There’s one more important rule: Accounting ONLY records things that involve money. If two employees had a fight at work — that’s NOT recorded. But if the company LOST ₹5 lakh because of the fight — THAT is recorded.
In simple words: Many people think bookkeeping and accounting are the same thing. They’re NOT!
Bookkeeping = Just writing down transactions in books. That’s it. Like a scorekeeper in cricket who just writes runs and wickets.
Accounting = Writing down + sorting + summarising + understanding + helping make decisions. Like a cricket COMMENTATOR who writes the score AND says “Virat scored 50 off 30 balls, his strike rate is 166, he’s the top scorer, India needs 40 more in 5 overs.”
So bookkeeping is a PART of accounting. Accounting is the BIGGER picture.
In simple words: Just like your school gives you a report card at the end of the year, a business creates Financial Statements. There are 4 of them:
1. Balance Sheet = A photo of the business on ONE day. It shows: “As of 31st March 2026, we OWN this much (assets) and we OWE this much (liabilities).” Like checking your wallet right now — “I have ₹500 cash, ₹10,000 in bank, and I owe ₹2,000 to my friend.”
2. Profit & Loss Account = A movie of the WHOLE year. It shows: “During April 2025 to March 2026, we earned this much and spent this much. Profit or loss?” Like checking: “This month I earned ₹30,000 salary and spent ₹25,000. Saved ₹5,000!”
3. Cash Flow Statement = Shows where the cash actually went — from the business (operating), from buying/selling things (investing), and from borrowing/repaying (financing).
4. Notes & Schedules = The fine print that explains the numbers. Like footnotes in your textbook.
In simple words: Imagine if every school followed different rules for exams — one school gives marks out of 100, another out of 50, another uses grades A-F. Parents would be confused! So the education board makes UNIFORM rules.

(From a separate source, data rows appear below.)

//! Check command implementation

use super::output::{self, OutputFormat};
use crate::{Compilation, CompilerOptions, compile};
use anyhow::Result;
use colored::Colorize;
use serde_json::json;
use std::path::PathBuf;

/// Configuration for check command
pub struct CheckConfig {
    pub files: Vec<PathBuf>,
    /// Treat warnings as errors
    pub strict: bool,
    pub format: OutputFormat,
    pub verbose: bool,
}

struct FileReport {
    file: PathBuf,
    source: String,
    result: Compilation,
}

/// Type check files without printing bytecode
pub fn check(config: CheckConfig) -> Result<bool> {
    if config.files.is_empty() {
        anyhow::bail!("No files specified");
    }

    let mut reports = Vec::with_capacity(config.files.len());
    for file in &config.files {
        if config.verbose {
            eprintln!("Checking: {}", file.display());
        }
        let source = output::read_source(file)?;
        let result = compile(&source, CompilerOptions::default());
        reports.push(FileReport {
            file: file.clone(),
            source,
            result,
        });
    }

    let errors: usize = reports.iter().map(|r| r.result.error_count()).sum();
    let warnings: usize = reports.iter().map(|r| r.result.warning_count()).sum();

    match config.format {
        OutputFormat::Json => print_json(&reports)?,
        OutputFormat::Text => {
            for report in &reports {
                print_report(report);
            }
            println!();
            print_summary(reports.len(), errors, warnings);
        }
    }

    if config.strict && warnings > 0 {
        eprintln!("{}", output::format_warning("strict mode: treating warnings as errors"));
        return Ok(false);
    }
    Ok(errors == 0 && reports.iter().all(|r| r.result.success))
}

fn print_report(report: &FileReport) {
    let status = if report.result.success {
        "✓".green().bold()
    } else {
        "✗".red().bold()
    };
    println!(
        "{status} {} ({} statement(s))",
        report.file.display().to_string().cyan(),
        report.result.statements.len()
    );
    if !report.result.diagnostics.is_empty() {
        println!("{}", output::format_diagnostics(&report.result.diagnostics, &report.source));
    }
}

fn print_summary(files: usize, errors: usize, warnings: usize) {
    if errors == 0 && warnings == 0 {
        println!("{}", output::format_success(&format!("{files} file(s) checked")));
        return;
    }
    let mut summary = Vec::new();
    if errors > 0 {
        summary.push(format!("{errors} error(s)").red().to_string());
    }
    if warnings > 0 {
        summary.push(format!("{warnings} warning(s)").yellow().to_string());
    }
    eprintln!("{} {}", "Check found".bold(), summary.join(", "));
}

fn print_json(reports: &[FileReport]) -> Result<()> {
    let files: Vec<_> = reports
        .iter()
        .map(|r| {
            json!({
                "file": r.file.display().to_string(),
                "success": r.result.success,
                "statements": r.result.statements.len(),
                "diagnostics": r.result.diagnostics,
            })
        })
        .collect();
    let text = serde_json::to_string_pretty(&files)?;
    println!("{text}");
    Ok(())
}
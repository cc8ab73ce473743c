//! `*` / `allbut` field list expansion
//!
//! In an all-but list the named columns are the ones to *drop*; every other
//! base column is carried over, renamed or replaced when the list says so.

use relq_diagnostics::{ErrorCode, RQ0112, RQ0114};
use relq_types::Heading;
use thiserror::Error;

#[derive(Debug, Clone, PartialEq, Eq, Error)]
pub enum AllButError {
    #[error("unknown column '{name}'")]
    UnknownColumn { name: String },

    #[error("column '{name}' is dropped, renamed or replaced more than once")]
    Conflict { name: String },
}

impl AllButError {
    pub fn code(&self) -> ErrorCode {
        match self {
            Self::UnknownColumn { .. } => RQ0112,
            Self::Conflict { .. } => RQ0114,
        }
    }
}

/// An entry as written in the list
#[derive(Debug, Clone, PartialEq)]
pub enum FieldSpec<T> {
    Project(String),
    Rename { from: String, to: String },
    Extend(String, T),
}

/// An entry of the expanded list
#[derive(Debug, Clone, PartialEq)]
pub enum Expanded<T> {
    Drop(String),
    Keep(String),
    Rename { from: String, to: String },
    Extend(String, T),
}

impl<T> Expanded<T> {
    /// Name in the output heading; drops have none
    pub fn output_name(&self) -> Option<&str> {
        match self {
            Self::Drop(_) => None,
            Self::Keep(name) | Self::Extend(name, _) => Some(name),
            Self::Rename { to, .. } => Some(to),
        }
    }
}

/// Expand `fields` against `base`
///
/// Output order: drops, then base columns in base order (kept, renamed or
/// replaced), then extensions naming new columns.
pub fn expand<T>(base: &Heading, fields: Vec<FieldSpec<T>>) -> Result<Vec<Expanded<T>>, AllButError> {
    let mut drops = Vec::new();
    let mut renames = Vec::new();
    let mut extensions = Vec::new();
    let mut claimed: Vec<String> = Vec::new();

    let mut claim = |name: &str| {
        if claimed.iter().any(|c| c == name) {
            return Err(AllButError::Conflict { name: name.to_string() });
        }
        claimed.push(name.to_string());
        Ok(())
    };

    for field in fields {
        match field {
            FieldSpec::Project(name) => {
                if !base.contains(&name) {
                    return Err(AllButError::UnknownColumn { name });
                }
                claim(&name)?;
                drops.push(name);
            }
            FieldSpec::Rename { from, to } => {
                if !base.contains(&from) {
                    return Err(AllButError::UnknownColumn { name: from });
                }
                claim(&from)?;
                renames.push((from, to));
            }
            FieldSpec::Extend(name, payload) => {
                if base.contains(&name) {
                    claim(&name)?;
                }
                extensions.push(Some((name, payload)));
            }
        }
    }

    let mut out: Vec<Expanded<T>> = drops.iter().cloned().map(Expanded::Drop).collect();
    for column in base.names() {
        if drops.iter().any(|d| d == column) {
            continue;
        }
        if let Some((from, to)) = renames.iter().find(|(from, _)| from == column) {
            out.push(Expanded::Rename {
                from: from.clone(),
                to: to.clone(),
            });
        } else if let Some(slot) = extensions
            .iter_mut()
            .find(|e| matches!(e, Some((name, _)) if name == column))
        {
            if let Some((name, payload)) = slot.take() {
                out.push(Expanded::Extend(name, payload));
            }
        } else {
            out.push(Expanded::Keep(column.to_string()));
        }
    }
    out.extend(
        extensions
            .into_iter()
            .flatten()
            .map(|(name, payload)| Expanded::Extend(name, payload)),
    );
    Ok(out)
}
//! relq: a front-end compiler for a small relational query language
//!
//! Statements are parsed, type checked against a catalog and lowered to a
//! compact stack bytecode for an external evaluator. This crate re-exports
//! the layers and adds the `relq` command-line tool.
//!
//! # Example
//!
//! ```
//! use relq::{CompilerOptions, compile};
//!
//! let result = compile("x := 2\nx * 21", CompilerOptions::default());
//! assert!(result.success);
//! assert_eq!(result.statements.len(), 2);
//! ```

pub use relq_ast as ast;
pub use relq_bytecode as bytecode;
pub use relq_compiler as compiler;
pub use relq_diagnostics as diagnostics;
pub use relq_types as types;

pub use relq_bytecode::{ByteCode, disassemble};
pub use relq_compiler::{
    BufferSink, Catalog, CompiledStatement, Compiler, CompilerOptions, DiagnosticSink, Evaluator, MemoryCatalog,
    TraceLevel, WriterSink,
};
pub use relq_diagnostics::{Diagnostic, RelqError, Severity};

#[cfg(feature = "cli")]
pub mod cli;

/// Everything one pass over a source text produced
#[derive(Debug, Clone, Default)]
pub struct Compilation {
    pub statements: Vec<CompiledStatement>,
    pub diagnostics: Vec<Diagnostic>,
    /// Trace output: echoed source, result types, disassembly
    pub lines: Vec<String>,
    pub success: bool,
}

impl Compilation {
    pub fn error_count(&self) -> usize {
        self.count(Severity::Error)
    }

    pub fn warning_count(&self) -> usize {
        self.count(Severity::Warning)
    }

    fn count(&self, severity: Severity) -> usize {
        self.diagnostics.iter().filter(|d| d.severity == severity).count()
    }
}

/// Compile `source` against a fresh in-memory catalog
pub fn compile(source: &str, options: CompilerOptions) -> Compilation {
    let mut catalog = MemoryCatalog::new();
    let mut sink = BufferSink::new();
    let mut compiler = Compiler::new(&mut catalog, &mut sink).with_options(options);
    let success = compiler.process(source);
    let statements = compiler.take_output();
    drop(compiler);
    Compilation {
        statements,
        diagnostics: sink.diagnostics,
        lines: sink.lines,
        success,
    }
}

Similarly, if every company wrote accounts in their own way, nobody could compare them. So ICAI (Institute of Chartered Accountants of India) created an Accounting Standards Board (ASB) on 21st April, 1977. This board makes 29 Accounting Standards (AS 1 to AS 29) that all companies must follow.
Key standards to remember:
AS 1 = Rules about how to disclose your accounting methods. Has 3 golden assumptions: (a) Going Concern — the business will keep running, (b) Consistency — use the same method every year, (c) Accrual — record things when they happen, not when cash moves.
AS 2 = How to value your stock/inventory. Value it at whichever is LOWER — your buying cost OR today’s market price. Methods allowed: FIFO (first item bought = first sold) and Weighted Average. LIFO is NOT allowed in India.
AS 3 = How to prepare Cash Flow Statement. Three categories: Operating, Investing, Financing.
If a company doesn’t follow these rules, the auditor must point it out. Under Section 129(5) of Companies Act 2013, if you deviate, you must explain: (a) WHAT you did differently, (b) WHY, and (c) what FINANCIAL EFFECT it had.
NFRA (National Financial Reporting Authority) = The watchdog that checks if standards are being followed. Created under Section 132 of Companies Act 2013, effective from 1st October 2018. It replaced the older NACAS (set up 15th June 2001).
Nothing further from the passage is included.